Research conducted in the Attitude and Decision Making Lab addresses each of these questions. Our focus on health decision making highlights the broader societal impact of these psychological processes and implications for the healthcare system. This research identifies and addresses decision making biases that contribute to poor health outcomes and wasted healthcare resources.
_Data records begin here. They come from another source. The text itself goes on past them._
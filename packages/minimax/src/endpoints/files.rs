//! File upload, the first half of voice cloning.
use super::*;
use std::path::{Path, PathBuf};

/// Why a file is uploaded; the provider validates the content accordingly.
#[derive(Debug, Clone, Copy, PartialEq, Eq)]
pub enum FilePurpose {
    VoiceClone,
}

impl FilePurpose {
    pub fn as_str(self) -> &'static str {
        match self {
            FilePurpose::VoiceClone => "voice_clone",
        }
    }
}

/// Uploads a local file. The file is read when the request is sent, not
/// when the endpoint is built.
///
/// See [File Upload API reference](https://platform.minimaxi.com/document/file)
#[derive(Clone, Debug)]
pub struct UploadFile {
    path: PathBuf,
    purpose: FilePurpose,
}

impl UploadFile {
    pub fn new(path: impl Into<PathBuf>, purpose: FilePurpose) -> Self {
        UploadFile {
            path: path.into(),
            purpose,
        }
    }
}

impl MiniMaxEndpoint for UploadFile {
    const PATH: &'static str = "v1/files/upload";

    const METHOD: Method = Method::POST;

    type ResponseBody = UploadFileResponse;

    async fn request_body(&self) -> Result<RequestBody> {
        let data = tokio::fs::read(&self.path).await?;
        let file_name = self
            .path
            .file_name()
            .and_then(|n| n.to_str())
            .unwrap_or("upload.bin")
            .to_string();
        let mime = mime_for_extension(&self.path);

        let part = Part::bytes(data).file_name(file_name).mime_str(mime)?;
        let form = Form::new()
            .text("purpose", self.purpose.as_str())
            .part("file", part);
        Ok(RequestBody::Multipart(form))
    }

    async fn response_body(self, resp: Response) -> Result<Self::ResponseBody> {
        let body: UploadFileResponse = resp.json().await?;
        body.base_resp.ensure_ok()?;
        Ok(body)
    }
}

#[derive(Clone, Debug, Deserialize)]
pub struct UploadFileResponse {
    pub file: Option<FileObject>,
    #[serde(default)]
    pub base_resp: BaseResp,
}

impl UploadFileResponse {
    pub fn file_id(&self) -> Result<i64> {
        self.file
            .as_ref()
            .map(|f| f.file_id)
            .ok_or(Error::MissingField("file.file_id"))
    }
}

#[derive(Clone, Debug, Deserialize)]
pub struct FileObject {
    pub file_id: i64,
    #[serde(default)]
    pub bytes: Option<u64>,
    #[serde(default)]
    pub filename: Option<String>,
    #[serde(default)]
    pub purpose: Option<String>,
}

fn mime_for_extension(path: &Path) -> &'static str {
    let ext = path
        .extension()
        .and_then(|ext| ext.to_str())
        .map(|s| s.to_ascii_lowercase());
    match ext.as_deref() {
        Some("mp3") => "audio/mpeg",
        Some("wav") => "audio/wav",
        Some("m4a") => "audio/mp4",
        Some("flac") => "audio/flac",
        Some("ogg") => "audio/ogg",
        _ => "application/octet-stream",
    }
}
//! Speaker slots and their voice configuration.
//!
//! A podcast always has exactly two speakers. Each one is configured either
//! with a built-in named voice or with a custom audio sample that gets cloned
//! by the provider before synthesis.

use serde::{Deserialize, Serialize};
use std::path::PathBuf;
use std::str::FromStr;
use strum::{Display, EnumString};

use crate::error::DomainError;

/// One of the two podcast hosts.
#[derive(Debug, Clone, Copy, PartialEq, Eq, Hash, Serialize, Deserialize, Display)]
pub enum SpeakerSlot {
    #[serde(rename = "speaker1")]
    #[strum(serialize = "speaker1")]
    Speaker1,
    #[serde(rename = "speaker2")]
    #[strum(serialize = "speaker2")]
    Speaker2,
}

impl SpeakerSlot {
    pub const ALL: [SpeakerSlot; 2] = [SpeakerSlot::Speaker1, SpeakerSlot::Speaker2];

    /// 1-based position of the speaker.
    pub fn number(self) -> u8 {
        match self {
            SpeakerSlot::Speaker1 => 1,
            SpeakerSlot::Speaker2 => 2,
        }
    }

    /// Label used for this speaker inside dialogue scripts.
    pub fn script_label(self) -> &'static str {
        match self {
            SpeakerSlot::Speaker1 => "Speaker1",
            SpeakerSlot::Speaker2 => "Speaker2",
        }
    }

    /// Built-in voice used when the form does not name one.
    pub fn default_voice_name(self) -> &'static str {
        match self {
            SpeakerSlot::Speaker1 => "mini",
            SpeakerSlot::Speaker2 => "max",
        }
    }

    /// Trace-id key for the file upload performed while cloning this speaker.
    pub fn upload_trace_key(self) -> String {
        format!("{self}_upload")
    }

    /// Trace-id key for the clone call of this speaker.
    pub fn clone_trace_key(self) -> String {
        format!("{self}_clone")
    }
}

impl FromStr for SpeakerSlot {
    type Err = DomainError;

    fn from_str(s: &str) -> Result<Self, Self::Err> {
        match s.trim().to_ascii_lowercase().as_str() {
            "speaker1" | "1" => Ok(SpeakerSlot::Speaker1),
            "speaker2" | "2" => Ok(SpeakerSlot::Speaker2),
            other => Err(DomainError::UnknownSpeakerSlot(other.to_string())),
        }
    }
}

/// Raw `speakerN_type` form value.
#[derive(Debug, Clone, Copy, PartialEq, Eq, Default, Display, EnumString)]
#[strum(serialize_all = "lowercase", ascii_case_insensitive)]
pub enum SpeakerKind {
    #[default]
    Default,
    Custom,
}

impl SpeakerKind {
    /// Parse a form value, treating a blank value as [`SpeakerKind::Default`].
    pub fn parse_form(value: &str) -> Result<Self, DomainError> {
        let value = value.trim();
        if value.is_empty() {
            return Ok(SpeakerKind::Default);
        }
        value
            .parse()
            .map_err(|_| DomainError::UnknownSpeakerType(value.to_string()))
    }
}

/// Voice configuration for one speaker, consumed once to obtain a voice id.
#[derive(Debug, Clone, PartialEq, Eq)]
pub enum SpeakerConfig {
    /// Built-in voice looked up by name (`mini`, `max`, ...).
    Default { voice_name: String },
    /// Uploaded audio sample to clone.
    Custom { audio_file: PathBuf },
}

impl SpeakerConfig {
    pub fn default_voice(voice_name: impl Into<String>) -> Self {
        SpeakerConfig::Default {
            voice_name: voice_name.into(),
        }
    }

    pub fn custom(audio_file: impl Into<PathBuf>) -> Self {
        SpeakerConfig::Custom {
            audio_file: audio_file.into(),
        }
    }

    pub fn kind(&self) -> SpeakerKind {
        match self {
            SpeakerConfig::Default { .. } => SpeakerKind::Default,
            SpeakerConfig::Custom { .. } => SpeakerKind::Custom,
        }
    }
}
Read more about research conducted at the AADM Lab:
Director: Dr. Laura D. Scherer
I received my PhD in 2010 from Washington University in St. Louis, where I studied automatic biases and implicit evaluations. The year 2009 proved to be pivotal for my research and interests; this was the year that controversy ignited in reaction to a revised USPSTF recommendation to reduce breast cancer screening among women 40-49 at average risk. The recommendation was based on evidence showing that screening can do more harm than good among low-to-average risk women, and yet it sparked heated public backlash. It occurred to me that the psychological phenomena that I was studying—intuitive judgments, emotions, judgment bias—were likely contributing to the public's resistance to those recommendations. In a postdoctoral fellowship at the University of Michigan Center for Bioethics and Social Sciences in Medicine and Ann Arbor VA hospital I explored how affective and cognitive processes contribute to overuse of low value healthcare and the rejection of high value care.
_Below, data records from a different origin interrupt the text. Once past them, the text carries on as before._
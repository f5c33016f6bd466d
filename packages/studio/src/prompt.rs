//! Prompts for script and cover generation.

use podcast_minimax::endpoints::chat::ChatMessage;

const SCRIPT_SYSTEM_PROMPT: &str = "\
You are the producer of a lively two-host podcast. Turn the material the user \
provides into a natural, engaging conversation between two hosts.

Rules:
- Write only dialogue lines, one per line, each starting with `Speaker1:` or `Speaker2:`.
- Speaker1 opens the show and introduces the topic; Speaker2 asks questions, reacts and adds insight.
- Alternate speakers and keep each line short enough to be spoken in one breath.
- Stay faithful to the material. Do not invent facts.
- Write in the same language as the material.
- No headings, stage directions, sound effects or markdown.";

/// Chat messages asking for a dialogue script of at most `max_lines` lines.
pub fn script_messages(content: &str, max_lines: usize) -> Vec<ChatMessage> {
    vec![
        ChatMessage::system(SCRIPT_SYSTEM_PROMPT),
        ChatMessage::user(format!(
            "Write a podcast dialogue of at most {max_lines} lines about the following material.\n\n\
             ---\n{content}\n---"
        )),
    ]
}

const COVER_TOPIC_CHARS: usize = 300;

/// Image prompt for the podcast cover, derived from the opening of the content.
pub fn cover_prompt(content: &str) -> String {
    let topic: String = content
        .split_whitespace()
        .collect::<Vec<_>>()
        .join(" ")
        .chars()
        .take(COVER_TOPIC_CHARS)
        .collect();
    format!(
        "Square podcast cover art, modern flat illustration, bold colors, two microphones, \
         no text or letters. Theme: {topic}"
    )
}
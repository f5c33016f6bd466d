//! Progress events streamed to the caller while a podcast is produced.
//!
//! Every event serializes to a flat JSON object tagged by `type`, which is
//! exactly what ends up in the `data:` line of each Server-Sent Event.

use serde::{Deserialize, Serialize};
use strum::Display;

use crate::script::DialogueLine;
use crate::speaker::SpeakerSlot;

/// Coarse pipeline stage announced by [`ProgressEvent::Progress`].
#[derive(Debug, Clone, Copy, PartialEq, Eq, Serialize, Deserialize, Display)]
#[serde(rename_all = "snake_case")]
#[strum(serialize_all = "snake_case")]
pub enum Step {
    ParsingContent,
    PreparingVoices,
    GeneratingScript,
    GeneratingCover,
    SynthesizingAudio,
    Finalizing,
}

#[derive(Debug, Clone, PartialEq, Serialize, Deserialize)]
#[serde(tag = "type", rename_all = "snake_case")]
pub enum ProgressEvent {
    Progress {
        step: Step,
        message: String,
    },
    Log {
        message: String,
    },
    Error {
        message: String,
    },
    /// URL extraction failed; generation continues with the other inputs.
    UrlParseWarning {
        message: String,
        error_code: String,
    },
    TraceId {
        api: String,
        trace_id: String,
    },
    /// Incremental text of the dialogue script as the writer produces it.
    ScriptChunk {
        content: String,
    },
    Script {
        lines: Vec<DialogueLine>,
    },
    AudioChunk {
        index: usize,
        total: usize,
        speaker: SpeakerSlot,
        duration_ms: u64,
    },
    Cover {
        cover_url: String,
    },
    Complete {
        audio_url: String,
        script_url: String,
        #[serde(skip_serializing_if = "Option::is_none", default)]
        cover_url: Option<String>,
        duration_ms: u64,
        line_count: usize,
    },
}

impl ProgressEvent {
    pub fn progress(step: Step, message: impl Into<String>) -> Self {
        ProgressEvent::Progress {
            step,
            message: message.into(),
        }
    }

    pub fn log(message: impl Into<String>) -> Self {
        ProgressEvent::Log {
            message: message.into(),
        }
    }

    pub fn error(message: impl Into<String>) -> Self {
        ProgressEvent::Error {
            message: message.into(),
        }
    }

    pub fn trace_id(api: impl Into<String>, trace_id: impl Into<String>) -> Self {
        ProgressEvent::TraceId {
            api: api.into(),
            trace_id: trace_id.into(),
        }
    }

    /// Whether the event ends the stream.
    pub fn is_terminal(&self) -> bool {
        matches!(
            self,
            ProgressEvent::Error { .. } | ProgressEvent::Complete { .. }
        )
    }

    /// Value of the `type` tag, handy for logging.
    pub fn kind(&self) -> &'static str {
        match self {
            ProgressEvent::Progress { .. } => "progress",
            ProgressEvent::Log { .. } => "log",
            ProgressEvent::Error { .. } => "error",
            ProgressEvent::UrlParseWarning { .. } => "url_parse_warning",
            ProgressEvent::TraceId { .. } => "trace_id",
            ProgressEvent::ScriptChunk { .. } => "script_chunk",
            ProgressEvent::Script { .. } => "script",
            ProgressEvent::AudioChunk { .. } => "audio_chunk",
            ProgressEvent::Cover { .. } => "cover",
            ProgressEvent::Complete { .. } => "complete",
        }
    }
}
This research has shown, for example, that often times people want medical care (e.g. cancer screening or treatment) even when it is likely to do more harm than good. This "action bias" seems like it is caused by people's faulty intuitions and tendency to "go with their gut," but my research found that when people are forced to think deeply about these decisions (i.e. not go with their gut) they make the same poor decisions with even greater confidence. More important for predicting medical decisions are things like diagnostic labels, which can lead people to desire treatment even when they have been told that treatment is unbeneficial. We have also found that people differ in their general approach to medicine, and some people are "medical maximizers" who prefer to receive medical interventions even when it's unnecessary, whereas other people are "medical minimizers" who try to avoid medical interventions whenever possible.
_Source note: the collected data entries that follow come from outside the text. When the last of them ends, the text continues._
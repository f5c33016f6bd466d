//! Content extraction from PDFs and web pages, and merging of sources.

use std::path::Path;
use std::time::Duration;

use podcast_domain::MergedContent;
use reqwest::StatusCode;
use scraper::{Html, Node, Selector};
use tracing::{debug, info, warn};

use crate::error::{Result, StudioError, UrlErrorCode, UrlFetchError};

/// Extracted text plus the log lines to forward to the caller.
#[derive(Debug, Clone, Default, PartialEq, Eq)]
pub struct ParseOutcome {
    pub content: String,
    pub logs: Vec<String>,
}

/// A failed page fetch. Logs are still forwarded even though the content is
/// dropped.
#[derive(Debug, Clone)]
pub struct UrlFailure {
    pub error: UrlFetchError,
    pub logs: Vec<String>,
}

/// Elements whose text never belongs to the article body.
const SKIPPED_ELEMENTS: &[&str] = &[
    "script", "style", "noscript", "template", "svg", "nav", "header", "footer", "aside", "form",
    "iframe",
];

const USER_AGENT: &str = concat!(
    "Mozilla/5.0 (compatible; podcast-studio/",
    env!("CARGO_PKG_VERSION"),
    ")"
);

#[derive(Debug, Clone)]
pub struct ContentParser {
    http: reqwest::Client,
    max_chars: usize,
}

impl ContentParser {
    pub fn new(fetch_timeout: Duration, max_chars: usize) -> Result<Self> {
        let http = podcast_minimax::http_client_builder()
            .timeout(fetch_timeout)
            .user_agent(USER_AGENT)
            .build()
            .map_err(podcast_minimax::Error::from)?;
        Ok(Self { http, max_chars })
    }

    /// Extract the text layer of a PDF. Extraction is CPU bound and runs on
    /// the blocking pool.
    pub async fn parse_pdf(&self, path: &Path) -> Result<ParseOutcome> {
        let owned = path.to_path_buf();
        let pdf_error = |reason: String| StudioError::Pdf {
            path: path.to_path_buf(),
            reason,
        };
        // The extractor panics on some malformed documents; a panic surfaces
        // here as a JoinError.
        let text = tokio::task::spawn_blocking(move || pdf_extract::extract_text(&owned))
            .await
            .map_err(|e| pdf_error(format!("extractor aborted: {e}")))?
            .map_err(|e| pdf_error(e.to_string()))?;

        let content = normalize_text(&text);
        if content.is_empty() {
            return Err(pdf_error(
                "no extractable text (scanned document?)".to_string(),
            ));
        }

        let name = path
            .file_name()
            .map(|n| n.to_string_lossy().into_owned())
            .unwrap_or_default();
        let chars = content.chars().count();
        info!(file = %name, chars, "parsed PDF");
        Ok(ParseOutcome {
            logs: vec![format!("PDF parsed: {name}, {chars} characters extracted")],
            content,
        })
    }

    /// Fetch a web page and extract its readable text.
    pub async fn parse_url(&self, raw_url: &str) -> std::result::Result<ParseOutcome, UrlFailure> {
        let mut logs = Vec::new();
        let fail = |code, message: String, logs: Vec<String>| UrlFailure {
            error: UrlFetchError::new(code, message),
            logs,
        };

        let url = match url::Url::parse(raw_url.trim()) {
            Ok(url) if matches!(url.scheme(), "http" | "https") => url,
            _ => {
                return Err(fail(
                    UrlErrorCode::InvalidUrl,
                    format!("Invalid URL: {raw_url}. Only http and https addresses are supported"),
                    logs,
                ));
            }
        };

        debug!(url = %url, "fetching page");
        let resp = match self.http.get(url.clone()).send().await {
            Ok(resp) => resp,
            Err(err) => {
                let (code, message) = classify_request_error(&err);
                warn!(url = %url, error = %err, "page fetch failed");
                logs.push(format!("Request error: {err}"));
                return Err(fail(code, message, logs));
            }
        };

        let status = resp.status();
        if !status.is_success() {
            let (code, message) = classify_status(status);
            logs.push(format!("Server answered HTTP {}", status.as_u16()));
            return Err(fail(code, message, logs));
        }

        let html = match resp.text().await {
            Ok(html) => html,
            Err(err) => {
                let (code, message) = classify_request_error(&err);
                logs.push(format!("Failed to read response body: {err}"));
                return Err(fail(code, message, logs));
            }
        };

        let page = extract_page_text(&html);
        if page.body.is_empty() {
            return Err(fail(
                UrlErrorCode::EmptyContent,
                "The page loaded but no readable text was found. It may require JavaScript or a login"
                    .to_string(),
                logs,
            ));
        }

        if let Some(title) = &page.title {
            logs.push(format!("Page title: {title}"));
        }
        let chars = page.body.chars().count();
        logs.push(format!("Web page parsed, {chars} characters extracted"));
        info!(url = %url, chars, "parsed web page");

        let content = match page.title {
            Some(title) => format!("{title}\n\n{}", page.body),
            None => page.body,
        };
        Ok(ParseOutcome { content, logs })
    }

    /// Merge the three sources and cap the result at the configured length.
    pub fn merge(&self, text: &str, url: &str, pdf: &str) -> (MergedContent, Option<String>) {
        let mut merged = MergedContent::merge(text, url, pdf);
        let total = merged.char_count();
        if merged.truncate_chars(self.max_chars) {
            warn!(total, kept = self.max_chars, "content truncated");
            let log = format!(
                "Content is {total} characters, only the first {} are used",
                self.max_chars
            );
            return (merged, Some(log));
        }
        (merged, None)
    }
}

fn classify_request_error(err: &reqwest::Error) -> (UrlErrorCode, String) {
    if err.is_timeout() {
        (
            UrlErrorCode::Timeout,
            "The page took too long to respond".to_string(),
        )
    } else if err.is_connect() {
        (
            UrlErrorCode::ConnectionFailed,
            "Could not connect to the site, check the address".to_string(),
        )
    } else {
        (
            UrlErrorCode::RequestFailed,
            format!("Failed to fetch the page: {err}"),
        )
    }
}

fn classify_status(status: StatusCode) -> (UrlErrorCode, String) {
    match status {
        StatusCode::FORBIDDEN => (
            UrlErrorCode::Forbidden,
            "The site refused access (HTTP 403); it may block automated readers".to_string(),
        ),
        StatusCode::NOT_FOUND => (
            UrlErrorCode::NotFound,
            "The page was not found (HTTP 404)".to_string(),
        ),
        other => (
            UrlErrorCode::HttpError,
            format!("The site returned HTTP {}", other.as_u16()),
        ),
    }
}

#[derive(Debug, Clone, PartialEq, Eq)]
pub struct PageText {
    pub title: Option<String>,
    pub body: String,
}

/// Readable text of an HTML document, one block per line.
pub fn extract_page_text(html: &str) -> PageText {
    let document = Html::parse_document(html);

    let title = Selector::parse("title").ok().and_then(|sel| {
        document
            .select(&sel)
            .next()
            .map(|t| collapse_whitespace(&t.text().collect::<String>()))
            .filter(|t| !t.is_empty())
    });

    let root = Selector::parse("body")
        .ok()
        .and_then(|sel| document.select(&sel).next())
        .unwrap_or_else(|| document.root_element());

    let mut lines = Vec::new();
    for node in root.descendants() {
        let Node::Text(text) = node.value() else {
            continue;
        };
        let skipped = node.ancestors().any(|ancestor| {
            ancestor
                .value()
                .as_element()
                .is_some_and(|el| SKIPPED_ELEMENTS.contains(&el.name()))
        });
        if skipped {
            continue;
        }
        let line = collapse_whitespace(text);
        if !line.is_empty() {
            lines.push(line);
        }
    }

    PageText {
        title,
        body: lines.join("\n"),
    }
}

fn collapse_whitespace(text: &str) -> String {
    text.split_whitespace().collect::<Vec<_>>().join(" ")
}

/// Trim each line and drop runs of blank lines.
fn normalize_text(text: &str) -> String {
    let mut out = Vec::new();
    let mut blank = false;
    for line in text.lines().map(str::trim) {
        if line.is_empty() {
            if !blank && !out.is_empty() {
                out.push("");
            }
            blank = true;
        } else {
            out.push(line);
            blank = false;
        }
    }
    while out.last() == Some(&"") {
        out.pop();
    }
    out.join("\n")
}
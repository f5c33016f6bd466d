//! Multipart form collection.

use std::collections::HashMap;

use axum::extract::Multipart;
use bytes::Bytes;

use crate::error::Result;

#[derive(Debug, Clone)]
pub struct FilePart {
    pub file_name: String,
    pub data: Bytes,
}

/// Text fields and file parts of one multipart body. A repeated name keeps
/// the last value.
#[derive(Debug, Default)]
pub struct FormData {
    fields: HashMap<String, String>,
    files: HashMap<String, FilePart>,
}

impl FormData {
    pub async fn collect(mut multipart: Multipart) -> Result<Self> {
        let mut form = FormData::default();
        while let Some(field) = multipart.next_field().await? {
            let Some(name) = field.name().map(str::to_string) else {
                continue;
            };
            match field.file_name().map(str::to_string) {
                Some(file_name) => {
                    let data = field.bytes().await?;
                    // Browsers send an empty part for an untouched file input
                    if !file_name.is_empty() && !data.is_empty() {
                        form.files.insert(name, FilePart { file_name, data });
                    }
                }
                None => {
                    let value = field.text().await?;
                    form.fields.insert(name, value);
                }
            }
        }
        Ok(form)
    }

    /// Trimmed text field, empty when absent.
    pub fn text(&self, name: &str) -> String {
        self.fields
            .get(name)
            .map(|v| v.trim().to_string())
            .unwrap_or_default()
    }

    pub fn file(&self, name: &str) -> Option<&FilePart> {
        self.files.get(name)
    }
}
Today, research conducted in the AADM Lab continues to identify biases in medical decisions, as well as ways to address those biases. We also examine other kinds of judgments and decisions; for example, we are currently testing theory-driven interventions to try to reduce bias in political judgments. Perhaps most exciting, and sparked by our findings from the medical domain, we are conducting an extensive line of research to determine whether judgment errors that are typically thought to be "intuitive" (e.g. conjunction errors, responses on the Cognitive Reflection Test) are best understood as the result of reliance on intuition, or lack of cognitive skill (e.g. low numeracy, inability to avoid confirmation bias). This research speaks to the large and ever-growing literature on dual process theories of social judgment.